The Some Bits weblog is over 10 years old now, my first posts were in October 2001. The topics haven't changed much: that first month was a random mix of technical content, tech news, cultural commentary, politics, and Victorian urinals. The format has changed, I used to write more short single link posts. Activity level has varied; here's a calendar view of posts, one box per day.

My weblog is an old school blog, a public diary of things that personally interest me. I mostly write as a way to summarize what I'm learning about something new like living in Paris or flying airplanes. Sometimes I post to influence others with an opinion about Klout or Facebook or SOAP or the like. On rare occasions I troll. But even though this blog is mostly written to satisfy myself, I do write it for an audience. It takes me most of an hour to write these short messages. (See my secret work blog and defunct game blog for much less edited stuff.)

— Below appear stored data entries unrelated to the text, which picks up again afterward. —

//! Owned RGBA pixel buffers.

use std::fmt;
use std::path::Path;

use image::RgbaImage;
use tiny_skia::{FillRule, FilterQuality, Paint, Pixmap, PixmapPaint, Transform};

use super::primitives::RoundedRect;
use crate::error::RenderError;
use crate::widgets::{Color, Rect};

/// Largest pixel buffer a bitmap may allocate, in bytes.
pub const MAX_BITMAP_BYTES: u64 = 256 * 1024 * 1024;

/// An RGBA8 bitmap. Pixels are stored premultiplied and read back straight.
#[derive(Clone)]
pub struct Bitmap {
    pixmap: Pixmap,
}

impl Bitmap {
    /// Allocate a fully transparent bitmap.
    pub fn new(width: u32, height: u32) -> Result<Self, RenderError> {
        let bytes = u64::from(width) * u64::from(height) * 4;
        if bytes > MAX_BITMAP_BYTES {
            return Err(RenderError::BitmapTooLarge {
                width,
                height,
                max_bytes: MAX_BITMAP_BYTES,
            });
        }
        let pixmap = Pixmap::new(width, height).ok_or(RenderError::EmptyBitmap { width, height })?;
        Ok(Self { pixmap })
    }

    /// Allocate a bitmap filled with a single color.
    pub fn filled(width: u32, height: u32, color: Color) -> Result<Self, RenderError> {
        let mut bitmap = Self::new(width, height)?;
        let [r, g, b, a] = color.to_rgba8();
        bitmap.pixmap.fill(tiny_skia::Color::from_rgba8(r, g, b, a));
        Ok(bitmap)
    }

    pub fn width(&self) -> u32 {
        self.pixmap.width()
    }

    pub fn height(&self) -> u32 {
        self.pixmap.height()
    }

    pub fn dimensions(&self) -> (u32, u32) {
        (self.pixmap.width(), self.pixmap.height())
    }

    /// Straight `[r, g, b, a]` at a pixel; transparent outside the bitmap.
    pub fn pixel(&self, x: u32, y: u32) -> [u8; 4] {
        self.pixmap
            .pixel(x, y)
            .map(|p| {
                let c = p.demultiply();
                [c.red(), c.green(), c.blue(), c.alpha()]
            })
            .unwrap_or([0, 0, 0, 0])
    }

    /// True when every pixel equals `color` after quantization.
    pub fn is_uniform(&self, color: Color) -> bool {
        let expected = color.to_rgba8();
        self.pixmap.pixels().iter().all(|p| {
            let c = p.demultiply();
            [c.red(), c.green(), c.blue(), c.alpha()] == expected
        })
    }

    pub(crate) fn pixmap_mut(&mut self) -> &mut Pixmap {
        &mut self.pixmap
    }

    /// Composite an anti-aliased rounded rect filled with `color`.
    pub fn fill_rounded_rect(&mut self, shape: &RoundedRect, color: Color) {
        if color.a <= 0.0 {
            return;
        }
        let Some(path) = shape.to_path() else {
            return;
        };
        let [r, g, b, a] = color.to_rgba8();
        let mut paint = Paint::default();
        paint.set_color_rgba8(r, g, b, a);
        paint.anti_alias = true;
        self.pixmap
            .fill_path(&path, &paint, FillRule::Winding, Transform::identity(), None);
    }

    /// Composite another bitmap stretched to `rect`.
    pub fn draw_bitmap(&mut self, src: &Bitmap, rect: Rect) {
        if rect.width <= 0.0 || rect.height <= 0.0 {
            return;
        }
        let (sw, sh) = src.dimensions();
        let sx = rect.width / sw as f32;
        let sy = rect.height / sh as f32;

        let aligned = sx == 1.0 && sy == 1.0 && rect.x.fract() == 0.0 && rect.y.fract() == 0.0;
        let (x, y, transform, quality) = if aligned {
            (rect.x as i32, rect.y as i32, Transform::identity(), FilterQuality::Nearest)
        } else {
            (
                0,
                0,
                Transform::from_row(sx, 0.0, 0.0, sy, rect.x, rect.y),
                FilterQuality::Bilinear,
            )
        };
        let paint = PixmapPaint {
            quality,
            ..PixmapPaint::default()
        };
        self.pixmap
            .draw_pixmap(x, y, src.pixmap.as_ref(), &paint, transform, None);
    }

    /// Straight-alpha copy for encoding.
    pub fn to_image(&self) -> RgbaImage {
        RgbaImage::from_fn(self.width(), self.height(), |x, y| {
            image::Rgba(self.pixel(x, y))
        })
    }

    pub fn save(&self, path: impl AsRef<Path>) -> Result<(), RenderError> {
        self.to_image().save(path)?;
        Ok(())
    }
}

impl PartialEq for Bitmap {
    fn eq(&self, other: &Self) -> bool {
        self.dimensions() == other.dimensions() && self.pixmap.data() == other.pixmap.data()
    }
}

impl fmt::Debug for Bitmap {
    fn fmt(&self, f: &mut fmt::Formatter<'_>) -> fmt::Result {
        f.debug_struct("Bitmap")
            .field("width", &self.width())
            .field("height", &self.height())
            .finish()
    }
}

#[cfg(test)]
mod tests {
    use super::*;

    #[test]
    fn test_new_is_transparent() {
        let bitmap = Bitmap::new(4, 3).unwrap();
        assert_eq!(bitmap.dimensions(), (4, 3));
        assert!(bitmap.is_uniform(Color::TRANSPARENT));
    }

    #[test]
    fn test_too_large_is_rejected() {
        let err = Bitmap::new(100_000, 100_000).unwrap_err();
        assert!(matches!(err, RenderError::BitmapTooLarge { width: 100_000, .. }));
    }

    #[test]
    fn test_zero_sized_is_rejected() {
        let err = Bitmap::new(0, 10).unwrap_err();
        assert!(matches!(err, RenderError::EmptyBitmap { width: 0, height: 10 }));
    }

    #[test]
    fn test_pixel_reads_straight_alpha() {
        let bitmap = Bitmap::filled(2, 2, Color::from_rgba8(0, 0, 255, 128)).unwrap();
        assert_eq!(bitmap.pixel(1, 1), [0, 0, 255, 128]);
        assert_eq!(bitmap.pixel(5, 5), [0, 0, 0, 0]);
    }

    #[test]
    fn test_fill_opaque_replaces() {
        let mut bitmap = Bitmap::filled(4, 4, Color::WHITE).unwrap();
        bitmap.fill_rounded_rect(&RoundedRect::new(0.0, 0.0, 4.0, 4.0, 0.0), Color::BLACK);
        assert!(bitmap.is_uniform(Color::BLACK));
    }

    #[test]
    fn test_fill_half_over_white() {
        let mut bitmap = Bitmap::filled(1, 1, Color::WHITE).unwrap();
        bitmap.fill_rounded_rect(
            &RoundedRect::new(0.0, 0.0, 1.0, 1.0, 0.0),
            Color::rgba(0.0, 0.0, 0.0, 0.5),
        );
        let [r, g, b, a] = bitmap.pixel(0, 0);
        assert!(r.abs_diff(128) <= 1, "r = {}", r);
        assert_eq!((r, r), (g, b));
        assert_eq!(a, 255);
    }

    #[test]
    fn test_fill_rounded_corner_stays_clear() {
        let mut bitmap = Bitmap::filled(20, 20, Color::WHITE).unwrap();
        bitmap.fill_rounded_rect(&RoundedRect::new(0.0, 0.0, 20.0, 20.0, 8.0), Color::BLACK);
        assert_eq!(bitmap.pixel(0, 0), [255, 255, 255, 255]);
        assert_eq!(bitmap.pixel(10, 10), [0, 0, 0, 255]);
        assert_eq!(bitmap.pixel(10, 0), [0, 0, 0, 255]);
    }

    #[test]
    fn test_fill_transparent_or_empty_is_noop() {
        let mut bitmap = Bitmap::filled(4, 4, Color::WHITE).unwrap();
        bitmap.fill_rounded_rect(&RoundedRect::new(0.0, 0.0, 4.0, 4.0, 0.0), Color::TRANSPARENT);
        bitmap.fill_rounded_rect(&RoundedRect::new(4.0, 4.0, 0.0, 0.0, 0.0), Color::BLACK);
        assert!(bitmap.is_uniform(Color::WHITE));
    }

    #[test]
    fn test_draw_bitmap_at_offset() {
        let src = Bitmap::filled(2, 2, Color::BLACK).unwrap();
        let mut dst = Bitmap::filled(4, 4, Color::WHITE).unwrap();
        dst.draw_bitmap(&src, Rect::new(1.0, 1.0, 2.0, 2.0));
        assert_eq!(dst.pixel(0, 0), [255, 255, 255, 255]);
        assert_eq!(dst.pixel(1, 1), [0, 0, 0, 255]);
        assert_eq!(dst.pixel(2, 2), [0, 0, 0, 255]);
        assert_eq!(dst.pixel(3, 3), [255, 255, 255, 255]);
    }

    #[test]
    fn test_draw_bitmap_stretches() {
        let src = Bitmap::filled(2, 2, Color::BLACK).unwrap();
        let mut dst = Bitmap::filled(8, 8, Color::WHITE).unwrap();
        dst.draw_bitmap(&src, Rect::new(0.0, 0.0, 4.0, 4.0));
        assert_eq!(dst.pixel(3, 3), [0, 0, 0, 255]);
        assert_eq!(dst.pixel(4, 4), [255, 255, 255, 255]);
    }

    #[test]
    fn test_to_image_matches_pixels() {
        let bitmap = Bitmap::filled(3, 2, Color::from_rgba8(255, 0, 0, 255)).unwrap();
        let image = bitmap.to_image();
        assert_eq!(image.dimensions(), (3, 2));
        assert_eq!(image.get_pixel(2, 1).0, [255, 0, 0, 255]);
    }
}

I love the old school blog format. I've got a big list of RSS feeds for other blogs like mine; some recently active favorites include Justin Watt, Jason Kottke, and Rafe Colburn. The list is much longer with less active people Mike Migurski or Andy Baio; I love it when a blog post pops up after six months of silence. I regret that "blogging" for most of the world now means crappy journalism; pro-blogs with 20+ posts a day salted with ad targeting keywords is tiresome.

The ease of Twitter's short format has definitely sucked some of the energy out of personal blogging. But as Anil says, if you didn't blog it, it didn't happen. Go ahead, write something, it's not hard! Even if no one but yourself ever reads it it's worth your time. For hosted blogs these days I like WordPress.com. I keep meaning to check back on how Blogger is doing, too.